Dottie tried to be careful, telling herself not to get carried away by Sophie’s ignorance, nor to pretend that she knew more than she did. She admonished herself not to show off, but she could not resist the opportunity when it unfailingly presented itself. When the gaps in her knowledge loomed unavoidably, she had no choice but to invent, although she tried to keep her inventions modest and discreet. It did not matter too much in the end, for Sophie took in very little of what was said to her, listening with open-mouthed incredulity to all the varieties of bits and pieces that her sister was full of. Sometimes she laughed with appreciation, admiring Dottie’s zeal in acquiring this knowledge. What is it all for? she exclaimed, impressed by the very purity of what she took to be useless learning. She had no cynicism in her admiration, and could answer with honesty all of Dottie’s repeated pleas for reassurance that she was not being boring.

  Early in November, John Kennedy was elected to the presidency of the United States of America. It was a close-run contest, and the final counting in Illinois gave off a strong whiff of skulduggery and corruption, but none of this diminished Dottie’s pleasure at the young senator’s triumph. She explained to Sophie the significance of this joyous news. She could not avoid linking the new president with stories of race riots and protests that Ken had witnessed and described to her, and that she herself had heard about on the radio. In some way, she connected Ken with the president, she realised, even though she understood clearly that there was no conceivable comparison between them.

  ‘This is the man who will put an end to the suffering of black people in America,’ she said to Sophie. ‘At last they have found someone who will listen to them, and who will help them lift the burden of oppression from their necks. For hundreds of years they have borne this yoke.’

  Dottie’s description of the new president touched something in Sophie, and from then on she venerated him. In Stepney Sophie had rediscovered religion, and she relished its ceremonies and certitudes as she once had during the months she spent in the school in Hastings.
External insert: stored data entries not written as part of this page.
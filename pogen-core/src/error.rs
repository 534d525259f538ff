//! Error types for purchase-order generation

use std::path::PathBuf;
use thiserror::Error;

/// Main error type surfaced by generation runs
#[derive(Error, Debug)]
pub enum PoError {
    /// Form input rejected before any extraction or population work
    #[error("validation error: {0}")]
    Validation(#[from] ValidationError),

    /// Extraction service unreachable or rejected the request
    #[error("extraction service error: {0}")]
    Service(String),

    /// Extraction service answered with something that is not a quotation record
    #[error("could not parse extraction response: {message}")]
    Parse { message: String, raw: String },

    /// I/O error on the quotation, transient file, or permanent destination
    #[error("I/O error: {0}")]
    Io(#[from] std::io::Error),

    /// Template could not be read, parsed, or written back
    #[error("template error: {0:#}")]
    Template(anyhow::Error),

    /// Another generation is still running
    #[error("a purchase order is already being generated")]
    Busy,
}

/// Coarse classification used by callers to decide how to report a failure
#[derive(Debug, Clone, Copy, PartialEq, Eq)]
pub enum ErrorKind {
    Validation,
    Service,
    Parse,
    Io,
    Busy,
}

impl PoError {
    pub fn kind(&self) -> ErrorKind {
        match self {
            PoError::Validation(_) => ErrorKind::Validation,
            PoError::Service(_) => ErrorKind::Service,
            PoError::Parse { .. } => ErrorKind::Parse,
            PoError::Io(_) | PoError::Template(_) => ErrorKind::Io,
            PoError::Busy => ErrorKind::Busy,
        }
    }

    /// Raw service response attached to a parse failure, if any
    pub fn raw_response(&self) -> Option<&str> {
        match self {
            PoError::Parse { raw, .. } => Some(raw),
            _ => None,
        }
    }
}

/// Problems with user-supplied form fields
#[derive(Error, Debug, Clone, PartialEq, Eq)]
pub enum ValidationError {
    #[error("missing required fields: {}", .0.join(", "))]
    MissingFields(Vec<String>),

    #[error("PO number '{0}' must look like P-######-###M (e.g. P-250719-001M)")]
    InvalidPoNumber(String),

    #[error("invalid date '{0}', expected dd/mm/yyyy")]
    InvalidDate(String),

    #[error("quotation file does not exist: {}", .0.display())]
    FileNotFound(PathBuf),
}

pub type Result<T> = std::result::Result<T, PoError>;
The women she had lived with, her goodtime friends, went to church every Sunday morning, dressing up in tight flimsy dresses and large pale-coloured hats. Sophie had been tentative about the style of worship at first. The noise and exuberance, the yelling and hand-clapping in church were embarrassing and nothing like the services she had gone to in Hastings. The words of the songs were familiar, though, and as they started to come back to her she joined in lustily, and before long found herself calling for the Lord’s Mercy as loudly as anyone else, and streaming with perspiration and sin as the pastor lamented the world’s errent state. John Kennedy happened to Sophie while she was still in the after-glow of this bliss, and the language Dottie used to describe him meant that Sophie was able to admit him effortlessly into her gallery of saints.

  Dottie tried to tell her about the Congo as well, and the troubles they were having there. She told her about the man Tshombe, a shameful braggart who was selling his people to the Belgians all over again, just so he could swell himself up with booty and blood. Sophie looked at the photograph of Moise Tshombe which Dottie showed her and made a face at it. ‘He looks so cruel,’ she said. ‘Is this the man who is causing all the trouble in Africa?’ The Congo and Tshombe did not have the appeal for her that Kennedy did, even as a demon to Kennedy’s saint, and she sucked her teeth with emphatic disdain before giving the newspaper back to Dottie.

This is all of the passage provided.